Possumblog

Not in the clamor of the crowded street, not in the shouts and plaudits of the throng, but in ourselves, are triumph and defeat.--Henry Wadsworth Longfellow

REDIRECT ALERT! (Scroll down past this mess if you're trying to read an archived post. Thanks. No, really, thanks.)

Due to my inability to control my temper and complacently accept continued silliness with not-quite-as-reliable-as-it-ought-to-be Blogger/Blogspot, your beloved Possumblog will now waddle across the Information Dirt Road and park its prehensile tail at http://possumblog.mu.nu.

This site will remain in place as a backup in case Munuvia gets hit by a bus or something, but I don't think they have as much trouble with this as some places do. ::cough::blogspot::cough:: So click here and adjust your links. I apologize for the inconvenience, but it's one of those things.


Tuesday, December 16, 2003

Yes, that’s right

Maybe it was all the freelance electroshock therapy I gave myself, but I never really had the idea of being an architect, despite all the time spent building with my building blocks, and despite the fact that when I wasn’t trying to figure out electrons, I also was a pretty darned talented artist. I suppose I just figured that engineering was more cool or something, but no matter, after graduation, I enrolled at UAB with the intent of becoming a mechanical engineer.

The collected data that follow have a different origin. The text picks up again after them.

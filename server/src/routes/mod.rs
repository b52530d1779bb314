//! Router assembly.
//!
//! SYSTEM CONTEXT
//! ==============
//! JSON API routes and the server-rendered dashboard placeholders are bound
//! explicitly; everything else falls through to the static marketing site.

pub mod dashboard;
pub mod payments;
pub mod plans;
pub mod training;

use axum::Router;
use axum::http::StatusCode;
use axum::routing::{get, post};
use tower_http::compression::CompressionLayer;
use tower_http::cors::{Any, CorsLayer};
use tower_http::services::ServeDir;
use tower_http::trace::TraceLayer;

use crate::state::AppState;

/// Full application router: API, dashboard pages, and the marketing site at `/`.
pub fn app(state: AppState) -> Router {
    let cors = CorsLayer::new()
        .allow_origin(Any)
        .allow_methods(Any)
        .allow_headers(Any);

    let website = ServeDir::new(&state.config.website_dir).append_index_html_on_directories(true);

    Router::new()
        .route("/healthz", get(healthz))
        .route("/api/plans", get(plans::list_plans))
        .route("/api/payments/checkout-session", post(payments::create_checkout_session))
        .route("/api/payments/webhook", post(payments::webhook))
        .route("/api/training-plan", post(training::generate_plan))
        .route("/dashboard", get(dashboard::overview))
        .route("/dashboard/{section}", get(dashboard::section))
        .fallback_service(website)
        .layer(cors)
        .layer(CompressionLayer::new())
        .layer(TraceLayer::new_for_http())
        .with_state(state)
}

async fn healthz() -> StatusCode {
    StatusCode::OK
}

#[cfg(test)]
#[path = "mod_test.rs"]
mod tests;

That intent lasted exactly as long as it took to reach calculus.

My high school (and everything further down the line, for that matter) always had a very weak math program, and although I did fine in things like geometry, the algebraic side suffered a lot of abuse. It became obvious that my struggles with higher math were NOT going to stand me in good stead, and I certainly didn’t have the motivation to actually try harder to figure it all out. So, I started trying to figure something else out. My sister mentioned in passing the idea of architecture, which seemed to be a pretty good alternative. No thermodynamics, you know.

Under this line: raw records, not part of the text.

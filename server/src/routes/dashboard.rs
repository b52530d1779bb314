//! Member dashboard placeholders.
//!
//! The portal sections are not built yet; each renders a "coming soon" page in
//! the site's layout so navigation works end to end.

use axum::extract::Path;
use axum::response::Html;

use crate::error::ApiError;

pub struct DashboardSection {
    pub slug: &'static str,
    pub title: &'static str,
    pub blurb: &'static str,
}

pub const SECTIONS: &[DashboardSection] = &[
    DashboardSection {
        slug: "training",
        title: "Training Plans",
        blurb: "Personalised weekly programming built around your goals.",
    },
    DashboardSection {
        slug: "nutrition",
        title: "Nutrition",
        blurb: "Meal guidance and macro targets from our coaches.",
    },
    DashboardSection {
        slug: "bookings",
        title: "Class Bookings",
        blurb: "Reserve spots in group classes and manage your waitlist.",
    },
    DashboardSection {
        slug: "orders",
        title: "Orders",
        blurb: "Track apparel and supplement orders from the studio shop.",
    },
    DashboardSection {
        slug: "billing",
        title: "Billing",
        blurb: "Manage your membership, payment method, and receipts.",
    },
];

fn find_section(slug: &str) -> Option<&'static DashboardSection> {
    SECTIONS.iter().find(|s| s.slug == slug)
}

/// Wrap `body` in the shared site chrome.
fn render_page(title: &str, body: &str) -> String {
    format!(
        r#"<!doctype html>
<html lang="en">
<head>
  <meta charset="utf-8">
  <meta name="viewport" content="width=device-width, initial-scale=1">
  <title>{title} | Ironwood Fitness</title>
  <link rel="stylesheet" href="/css/site.css">
</head>
<body>
  <header class="site-header">
    <a class="brand" href="/">Ironwood Fitness</a>
    <nav><a href="/dashboard">Dashboard</a> <a href="/pricing/">Pricing</a> <a href="/login/">Sign in</a></nav>
  </header>
  <main class="dashboard">
{body}
  </main>
</body>
</html>
"#
    )
}

fn render_overview() -> String {
    let cards: String = SECTIONS
        .iter()
        .map(|s| {
            format!(
                "    <a class=\"card\" href=\"/dashboard/{}\"><h2>{}</h2><p>{}</p></a>\n",
                s.slug, s.title, s.blurb
            )
        })
        .collect();
    let body = format!("    <h1>Your dashboard</h1>\n    <div class=\"cards\">\n{cards}    </div>");
    render_page("Dashboard", &body)
}

fn render_coming_soon(section: &DashboardSection) -> String {
    let body = format!(
        "    <h1>{}</h1>\n    <p class=\"coming-soon\">Coming soon</p>\n    <p>{}</p>\n    <p><a href=\"/dashboard\">Back to dashboard</a></p>",
        section.title, section.blurb
    );
    render_page(section.title, &body)
}

/// `GET /dashboard`: section overview.
pub async fn overview() -> Html<String> {
    Html(render_overview())
}

/// `GET /dashboard/{section}`: coming-soon page for a known section.
pub async fn section(Path(slug): Path<String>) -> Result<Html<String>, ApiError> {
    let section = find_section(&slug).ok_or_else(|| ApiError::NotFound("no such dashboard section".to_owned()))?;
    Ok(Html(render_coming_soon(section)))
}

So, I did my research and managed to get accepted (provisionally, due to my poor showing in math) at Auburn. Where, after TWO MORE failed calculus courses, I finally managed to pass one with a B! (Can’t remember his name—he was a little smart-mouthed Yankee teaching assistant, but doggone it, he managed to explain it all enough for me to finally pass it!)

And then there was Summer Option. Since I got a late start, I decided to try to make up a year’s worth of work in one quarter. It was called Summer Option, and it was a vast weedpatch of slackers and morons and brilliant kids and confused sorts like me. The work was grinding, with all the first year’s worth of learning about color and composition and history and theory and presentation and proportion and hubris, all compacted down into a three month space. Lots of long nights, lots of befuddlement. In the end, more than half the ones who started left. The leftover half itself wound up with maybe a quarter of its original complement by the time we graduated.

And to make it even more worse, three weeks before the end of the quarter I had gone back to the trailer after a particularly long evening, then was woken up by the stupid telephone before I had even gotten close to getting enough sleep. It was my sister, telling me that my dad had died.

Two and a half hours later, I was home. I stayed for two weeks, then went back down and finished my classes. I can’t remember what I made, a B or a C, but I was glad to get it.

90% of architecture school is mental toughness. The coursework in most colleges is heavily geared toward the subjective side. It takes a while, but slowly you learn that architecture is a sort of language, and it doesn’t always translate to or from English. Those horrible moments of standing in front of a jury, your heart and soul and countless long nights poured into a project, and you say the one wrong thing, the one thing that sounded so good in your mind, but came out so wrong, and your whole project goes down the crapper because of your inapt, stupid remark. Later, you do start to realize that your project was actually not that bad; you could have just explained it better. And you realize that the people criticizing you weren’t really interested in whether or not you could be successful in the real world, but were only playing an advanced game of gotcha. You begin to realize that no matter what they say, your ideas DO matter, and you come back, and you do it all again. Finally, you get to the point where you can tap dance pretty good, and manage to justify about anything from an artistic point of view.

Thankfully, somewhere in the back of my mind, I also realized that you have to be able to put food on the table—the idea of being a starving artist had no appeal. And being a child of parents who grew up during the Depression, I also felt it wouldn’t hurt to have something to fall back on, so I added on a dual-degree track in Building Science. This is the place where guys went who wanted to be contractors, and although heavy on the flannel and blue jeans, it was refreshingly free of artifice and college-boy philosophizing. And I actually learned about putting a building together—soils and formwork and concrete and estimating and all sorts of fun things—all of which turned out to be of great benefit after I got a job.

So, anyway, in the five years I was at Auburn, I managed to get two degrees, with a minor in Business, and enough hours between UAB and Auburn to have a minor in history, too, and even got to spend a whole quarter studying in Europe (Ahh, the spring of ’86—bombing Libya, attendant loathing of Americans, Chernobyl, rock bottom dollar, poisoned wine—those were the days, my friend). You can learn a lot about stuff if you try hard enough.